* **Recorded data**:
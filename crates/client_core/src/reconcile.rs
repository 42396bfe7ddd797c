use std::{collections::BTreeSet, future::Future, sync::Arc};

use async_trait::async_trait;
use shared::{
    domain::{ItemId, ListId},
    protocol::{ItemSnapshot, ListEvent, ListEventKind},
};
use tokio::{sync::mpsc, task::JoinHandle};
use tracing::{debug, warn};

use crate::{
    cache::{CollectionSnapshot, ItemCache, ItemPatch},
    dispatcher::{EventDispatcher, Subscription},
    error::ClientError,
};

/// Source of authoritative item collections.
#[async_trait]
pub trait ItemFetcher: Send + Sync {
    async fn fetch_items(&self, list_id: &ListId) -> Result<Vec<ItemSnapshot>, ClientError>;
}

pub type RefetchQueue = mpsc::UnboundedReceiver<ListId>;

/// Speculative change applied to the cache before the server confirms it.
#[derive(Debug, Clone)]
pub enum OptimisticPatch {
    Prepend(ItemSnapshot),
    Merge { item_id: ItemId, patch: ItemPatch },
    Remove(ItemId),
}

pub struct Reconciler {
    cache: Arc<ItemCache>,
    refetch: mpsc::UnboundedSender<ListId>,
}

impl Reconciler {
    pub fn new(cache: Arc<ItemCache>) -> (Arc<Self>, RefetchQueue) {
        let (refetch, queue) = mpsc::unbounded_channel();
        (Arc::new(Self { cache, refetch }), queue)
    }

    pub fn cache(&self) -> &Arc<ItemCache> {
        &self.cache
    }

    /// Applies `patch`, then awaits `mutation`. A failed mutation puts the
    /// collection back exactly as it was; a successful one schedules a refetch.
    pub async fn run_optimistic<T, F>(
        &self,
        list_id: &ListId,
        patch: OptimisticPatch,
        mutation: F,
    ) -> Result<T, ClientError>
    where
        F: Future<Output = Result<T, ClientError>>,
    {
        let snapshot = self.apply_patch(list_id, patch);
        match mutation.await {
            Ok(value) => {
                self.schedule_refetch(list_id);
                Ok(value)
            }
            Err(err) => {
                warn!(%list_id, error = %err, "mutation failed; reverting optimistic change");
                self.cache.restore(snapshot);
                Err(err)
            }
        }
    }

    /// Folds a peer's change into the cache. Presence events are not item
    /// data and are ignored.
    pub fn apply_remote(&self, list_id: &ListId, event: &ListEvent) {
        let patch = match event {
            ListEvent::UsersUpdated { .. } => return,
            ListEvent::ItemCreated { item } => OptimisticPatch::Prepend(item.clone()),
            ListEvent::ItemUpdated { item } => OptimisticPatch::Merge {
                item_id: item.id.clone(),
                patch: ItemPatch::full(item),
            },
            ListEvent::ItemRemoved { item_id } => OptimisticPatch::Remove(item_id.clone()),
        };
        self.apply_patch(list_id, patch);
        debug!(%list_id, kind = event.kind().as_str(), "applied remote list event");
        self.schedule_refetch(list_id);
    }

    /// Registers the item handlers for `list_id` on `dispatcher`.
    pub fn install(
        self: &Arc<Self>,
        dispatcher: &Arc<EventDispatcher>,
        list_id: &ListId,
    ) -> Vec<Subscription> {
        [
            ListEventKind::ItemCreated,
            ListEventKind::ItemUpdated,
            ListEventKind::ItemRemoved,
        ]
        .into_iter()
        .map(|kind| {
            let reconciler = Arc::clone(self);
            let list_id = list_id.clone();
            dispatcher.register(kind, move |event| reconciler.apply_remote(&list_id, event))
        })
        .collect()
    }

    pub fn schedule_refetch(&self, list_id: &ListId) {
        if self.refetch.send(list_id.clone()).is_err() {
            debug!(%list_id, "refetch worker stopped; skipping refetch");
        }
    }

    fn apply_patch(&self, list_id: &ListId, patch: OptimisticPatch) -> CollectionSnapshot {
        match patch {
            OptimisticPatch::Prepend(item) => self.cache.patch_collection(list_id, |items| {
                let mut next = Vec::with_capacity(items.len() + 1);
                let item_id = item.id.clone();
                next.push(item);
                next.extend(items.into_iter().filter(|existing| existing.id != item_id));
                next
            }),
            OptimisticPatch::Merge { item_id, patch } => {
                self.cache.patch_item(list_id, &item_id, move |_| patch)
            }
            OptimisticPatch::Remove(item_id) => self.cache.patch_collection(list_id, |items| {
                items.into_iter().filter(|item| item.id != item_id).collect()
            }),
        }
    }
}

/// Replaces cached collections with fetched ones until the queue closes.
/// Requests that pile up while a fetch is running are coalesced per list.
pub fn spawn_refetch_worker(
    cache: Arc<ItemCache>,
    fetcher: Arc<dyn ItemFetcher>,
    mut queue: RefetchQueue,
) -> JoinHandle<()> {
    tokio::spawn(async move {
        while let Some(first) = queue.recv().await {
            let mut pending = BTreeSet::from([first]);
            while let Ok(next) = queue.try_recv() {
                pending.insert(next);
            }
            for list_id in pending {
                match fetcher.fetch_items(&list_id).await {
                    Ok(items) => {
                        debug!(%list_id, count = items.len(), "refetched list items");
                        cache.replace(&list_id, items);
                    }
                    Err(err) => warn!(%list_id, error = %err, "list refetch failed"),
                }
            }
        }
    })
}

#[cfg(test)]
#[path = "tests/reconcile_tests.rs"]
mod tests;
---
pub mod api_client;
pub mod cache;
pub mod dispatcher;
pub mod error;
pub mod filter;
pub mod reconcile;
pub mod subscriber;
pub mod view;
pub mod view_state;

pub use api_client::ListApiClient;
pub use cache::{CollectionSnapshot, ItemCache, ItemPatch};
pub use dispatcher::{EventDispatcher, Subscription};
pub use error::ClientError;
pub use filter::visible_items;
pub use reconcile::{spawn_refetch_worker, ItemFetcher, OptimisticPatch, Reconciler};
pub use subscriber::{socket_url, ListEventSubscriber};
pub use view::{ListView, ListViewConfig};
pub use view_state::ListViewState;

* **Assignment**: Among the records above, find each line containing the string "ItemPatch" and copy it.

* **Reply**:
    cache::{CollectionSnapshot, ItemCache, ItemPatch},
    Merge { item_id: ItemId, patch: ItemPatch },
                patch: ItemPatch::full(item),
pub use cache::{CollectionSnapshot, ItemCache, ItemPatch};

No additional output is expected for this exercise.